The Russian UN Ambassador walked out of a Security Council meeting on Monday after the European Council President accused Russia of engineering a food crisis with its war on Ukraine.
Charles Michel, president of the European Council, said “Russia alone” was responsible for the food crisis, addressing Russian envoy Vassily Nebenzia, saying, “Mr. Ambassador of the Russian Federation, let’s be honest, the Kremlin is using food supplies as a stealth missile against developing countries.
“The dramatic consequences of Russia’s war are spilling over across the globe This is driving up food prices, pushing people into poverty, and destabilizing entire regions,” Michel said.
As Nebenzia got up to leave the room, Michel called out after him, “You may leave the room, maybe it’s easier not to listen to the truth, dear Ambassador.”
As he left the Security Council chamber, a visibly irritated Nebenzia told Reuters that he couldn’t stay because of “the lies that Charles Michel came here to distribute.”
The food crisis
While Russia has accused the UN of disseminating lies, the UN has accused the Kremlin of its own campaign of disinformation.

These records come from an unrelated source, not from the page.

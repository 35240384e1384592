// Copyright (c) 2025 Varshith Gudur. Licensed under AGPLv3.
//! Bounded-concurrency audits.
//!
//! One audit = fetch the API record, fetch and verify the certificate,
//! compare. Checks for different canisters share nothing, so they run in
//! parallel up to `max_concurrency`.

use std::time::Instant;

use futures::stream::{self, StreamExt};
use serde::Serialize;

use certwatch_kernel::error::CheckError;
use certwatch_kernel::integrity::{DiscrepancyReport, IntegrityChecker, StateReader};
use certwatch_kernel::types::principal::Principal;

use crate::network::RecordSource;
use crate::telemetry::{CHECKS_TOTAL, CHECK_DURATION, DISCREPANCIES_TOTAL};

#[derive(Debug, Clone, PartialEq, Eq)]
pub struct AuditOutcome {
    pub canister_id: Principal,
    pub result: Result<DiscrepancyReport, CheckError>,
}

impl AuditOutcome {
    /// Label used for the `outcome` metric and the summary status.
    pub fn label(&self) -> &'static str {
        match &self.result {
            Ok(report) if report.is_clean() => "clean",
            Ok(_) => "discrepancy",
            Err(CheckError::Fetch(_)) => "fetch_error",
            Err(CheckError::Certificate(_)) => "malformed",
            Err(CheckError::Verification(_)) => "untrusted",
        }
    }

    pub fn summary(&self) -> AuditSummary {
        let (report, error, retryable, fingerprint) = match &self.result {
            Ok(report) => (
                Some(report.clone()),
                None,
                false,
                (!report.is_clean()).then(|| hex::encode(report.fingerprint(&self.canister_id))),
            ),
            Err(e) => (None, Some(e.to_string()), e.is_retryable(), None),
        };
        AuditSummary {
            canister_id: self.canister_id.clone(),
            status: self.label(),
            report,
            error,
            retryable,
            fingerprint,
        }
    }
}

/// JSON view of an outcome.
#[derive(Debug, Clone, PartialEq, Eq, Serialize)]
pub struct AuditSummary {
    pub canister_id: Principal,
    pub status: &'static str,
    #[serde(skip_serializing_if = "Option::is_none")]
    pub report: Option<DiscrepancyReport>,
    #[serde(skip_serializing_if = "Option::is_none")]
    pub error: Option<String>,
    pub retryable: bool,
    #[serde(skip_serializing_if = "Option::is_none")]
    pub fingerprint: Option<String>,
}

pub struct Auditor<R, A> {
    checker: IntegrityChecker<R>,
    records: A,
    max_concurrency: usize,
}

impl<R: StateReader, A: RecordSource> Auditor<R, A> {
    pub fn new(checker: IntegrityChecker<R>, records: A, max_concurrency: usize) -> Self {
        Self {
            checker,
            records,
            max_concurrency: max_concurrency.max(1),
        }
    }

    pub fn checker(&self) -> &IntegrityChecker<R> {
        &self.checker
    }

    pub fn max_concurrency(&self) -> usize {
        self.max_concurrency
    }

    /// Audits one canister. Never retries.
    pub async fn audit(&self, canister_id: &Principal) -> AuditOutcome {
        let start = Instant::now();
        let result = self.run(canister_id).await;
        let outcome = AuditOutcome {
            canister_id: canister_id.clone(),
            result,
        };

        metrics::histogram!(CHECK_DURATION, start.elapsed().as_secs_f64());
        metrics::counter!(CHECKS_TOTAL, 1, "outcome" => outcome.label());
        match &outcome.result {
            Ok(report) if report.is_clean() => {
                tracing::info!("{}: API agrees with certified state", canister_id);
            }
            Ok(report) => {
                for entry in report {
                    metrics::counter!(DISCREPANCIES_TOTAL, 1, "field" => entry.field.clone());
                }
                tracing::warn!(
                    "{}: {} discrepancies ({})",
                    canister_id,
                    report.len(),
                    report.fields().join(", ")
                );
            }
            Err(e) if e.is_trust_failure() => {
                tracing::error!("{}: certificate not trusted: {}", canister_id, e);
            }
            Err(e) => {
                tracing::warn!("{}: check inconclusive: {}", canister_id, e);
            }
        }

        outcome
    }

    async fn run(&self, canister_id: &Principal) -> Result<DiscrepancyReport, CheckError> {
        let record = self.records.canister(canister_id).await?;
        self.checker.check(canister_id, &record).await
    }

    /// Audits every canister, at most `max_concurrency` at once.
    /// Outcomes come back in input order.
    pub async fn audit_many(&self, canister_ids: &[Principal]) -> Vec<AuditOutcome> {
        // Owned ids: borrowed ones make the future unspawnable.
        let mut indexed: Vec<(usize, AuditOutcome)> =
            stream::iter(canister_ids.iter().cloned().enumerate())
                .map(|(i, id)| async move { (i, self.audit(&id).await) })
                .buffer_unordered(self.max_concurrency)
                .collect()
                .await;
        indexed.sort_by_key(|(i, _)| *i);
        indexed.into_iter().map(|(_, outcome)| outcome).collect()
    }
}
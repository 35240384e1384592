// Copyright (c) 2025 Varshith Gudur. Licensed under AGPLv3.
pub mod certificate_tests;
pub mod lookup_tests;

Michel at the Security Council meeting recounted his own experience in Odesa, seeing millions of tons of grain and wheat held up in containers and ships because of Russian warships in the Black Sea and Russian attacks on transport infrastructure.
“It is Russia’s tanks, bombs, and mines that are preventing Ukraine from planting and harvesting. The Kremlin is also targeting grain storage and stealing grain from areas it has occupied while shifting the blame on others,” Michel said.

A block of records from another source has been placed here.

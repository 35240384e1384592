// Copyright (c) 2025 Varshith Gudur. Licensed under AGPLv3.
//! Principal identifiers.
//!
//! Textual form: `base32(crc32_be(bytes) ++ bytes)`, lower case, no padding,
//! grouped in chunks of five characters joined by `-`.

use core::fmt;
use core::str::FromStr;

use serde::{Deserialize, Deserializer, Serialize, Serializer};

use crate::config::MAX_PRINCIPAL_LEN;
use crate::error::PrincipalError;

const ALPHABET: &[u8; 32] = b"abcdefghijklmnopqrstuvwxyz234567";

/// A canister, subnet or user identifier.
#[derive(Clone, PartialEq, Eq, PartialOrd, Ord, Hash)]
pub struct Principal(Vec<u8>);

impl Principal {
    pub fn from_slice(bytes: &[u8]) -> Result<Self, PrincipalError> {
        if bytes.len() > MAX_PRINCIPAL_LEN {
            return Err(PrincipalError::TooLong(bytes.len()));
        }
        Ok(Self(bytes.to_vec()))
    }

    /// The anonymous caller, used as `sender` of unsigned `read_state` calls.
    pub fn anonymous() -> Self {
        Self(vec![0x04])
    }

    pub fn as_slice(&self) -> &[u8] {
        &self.0
    }

    pub fn from_text(text: &str) -> Result<Self, PrincipalError> {
        let compact: String = text
            .chars()
            .filter(|c| *c != '-')
            .map(|c| c.to_ascii_lowercase())
            .collect();
        let decoded = base32_decode(&compact)
            .ok_or_else(|| PrincipalError::InvalidText(text.to_string()))?;
        if decoded.len() < 4 {
            return Err(PrincipalError::InvalidText(text.to_string()));
        }

        let (checksum, bytes) = decoded.split_at(4);
        let principal = Self::from_slice(bytes)?;
        if checksum != crc32fast::hash(bytes).to_be_bytes() {
            return Err(PrincipalError::Checksum);
        }

        // Reject non-canonical spellings (wrong grouping, trailing bits).
        if principal.to_text() != text.to_ascii_lowercase() {
            return Err(PrincipalError::InvalidText(text.to_string()));
        }
        Ok(principal)
    }

    pub fn to_text(&self) -> String {
        let mut raw = Vec::with_capacity(4 + self.0.len());
        raw.extend_from_slice(&crc32fast::hash(&self.0).to_be_bytes());
        raw.extend_from_slice(&self.0);

        let encoded = base32_encode(&raw);
        let mut out = String::with_capacity(encoded.len() + encoded.len() / 5);
        for (i, c) in encoded.chars().enumerate() {
            if i > 0 && i % 5 == 0 {
                out.push('-');
            }
            out.push(c);
        }
        out
    }
}

fn base32_encode(input: &[u8]) -> String {
    let mut out = String::with_capacity((input.len() * 8 + 4) / 5);
    let mut buffer: u32 = 0;
    let mut bits = 0;
    for &byte in input {
        buffer = (buffer << 8) | byte as u32;
        bits += 8;
        while bits >= 5 {
            bits -= 5;
            out.push(ALPHABET[((buffer >> bits) & 0x1f) as usize] as char);
        }
    }
    if bits > 0 {
        out.push(ALPHABET[((buffer << (5 - bits)) & 0x1f) as usize] as char);
    }
    out
}

fn base32_decode(input: &str) -> Option<Vec<u8>> {
    let mut out = Vec::with_capacity(input.len() * 5 / 8);
    let mut buffer: u32 = 0;
    let mut bits = 0;
    for c in input.bytes() {
        let value = ALPHABET.iter().position(|a| *a == c)? as u32;
        buffer = (buffer << 5) | value;
        bits += 5;
        if bits >= 8 {
            bits -= 8;
            out.push((buffer >> bits) as u8);
        }
    }
    Some(out)
}

impl fmt::Display for Principal {
    fn fmt(&self, f: &mut fmt::Formatter<'_>) -> fmt::Result {
        f.write_str(&self.to_text())
    }
}

impl fmt::Debug for Principal {
    fn fmt(&self, f: &mut fmt::Formatter<'_>) -> fmt::Result {
        write!(f, "Principal({})", self.to_text())
    }
}

impl FromStr for Principal {
    type Err = PrincipalError;

    fn from_str(s: &str) -> Result<Self, Self::Err> {
        Self::from_text(s)
    }
}

impl TryFrom<&[u8]> for Principal {
    type Error = PrincipalError;

    fn try_from(bytes: &[u8]) -> Result<Self, Self::Error> {
        Self::from_slice(bytes)
    }
}

impl AsRef<[u8]> for Principal {
    fn as_ref(&self) -> &[u8] {
        &self.0
    }
}

impl Serialize for Principal {
    fn serialize<S: Serializer>(&self, serializer: S) -> Result<S::Ok, S::Error> {
        serializer.serialize_str(&self.to_text())
    }
}

impl<'de> Deserialize<'de> for Principal {
    fn deserialize<D: Deserializer<'de>>(deserializer: D) -> Result<Self, D::Error> {
        let text = String::deserialize(deserializer)?;
        Principal::from_text(&text).map_err(serde::de::Error::custom)
    }
}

“This is cowardly. This is propaganda. Pure and simple propaganda,” he added.
Russia’s invasion of Ukraine has fueled a seismic shift in the global wheat market. Since it first invaded Ukraine, the price of grains, cooking oil, fuel, and fertilizer have soared.
Before the war, Ukraine and Russia together accounted for a third of global wheat and barley exports. Ukraine alone exported 4.5 million tons of agricultural produce a month—growing 12% of the world’s wheat, 15% of its corn, and half of its sunflower oil.
But since Russia invaded Ukraine, ports have been blocked, grain silos destroyed, and trade flows upended. The UN has previously said that nearly 25 million tons of grain were stuck in Ukraine, unable to leave the country due to obstructed seaports and infrastructure issues.
“It’s an almost grotesque situation we see at the moment in Ukraine with nearly 25 million tonnes of grain that could be exported but that cannot leave the country simply because of lack of infrastructure, the blockade of the ports,” Josef Schmidhuber, deputy director of FAO, the UN’s food agency, told a Geneva press briefing on May 6.
This has an outsize effect on lower-income countries. UN Secretary-General António Guterres said on May 19 Ukraine related shortages could “tip tens of millions of people over the edge into food insecurity,” adding that the war could result in “malnutrition, mass hunger, and famine in a crisis that could last for years” and increase the chances of a global recession.
Yet there have been no agricultural sanctions against Russia for this crisis. “Zero,” Michel said at the UN Security Council meeting, noting “even our sanctions on the Russian transport sector do not go beyond our EU borders. They do not prevent Russian flagged vessels from carrying grain, food, or fertilizers to developing countries.”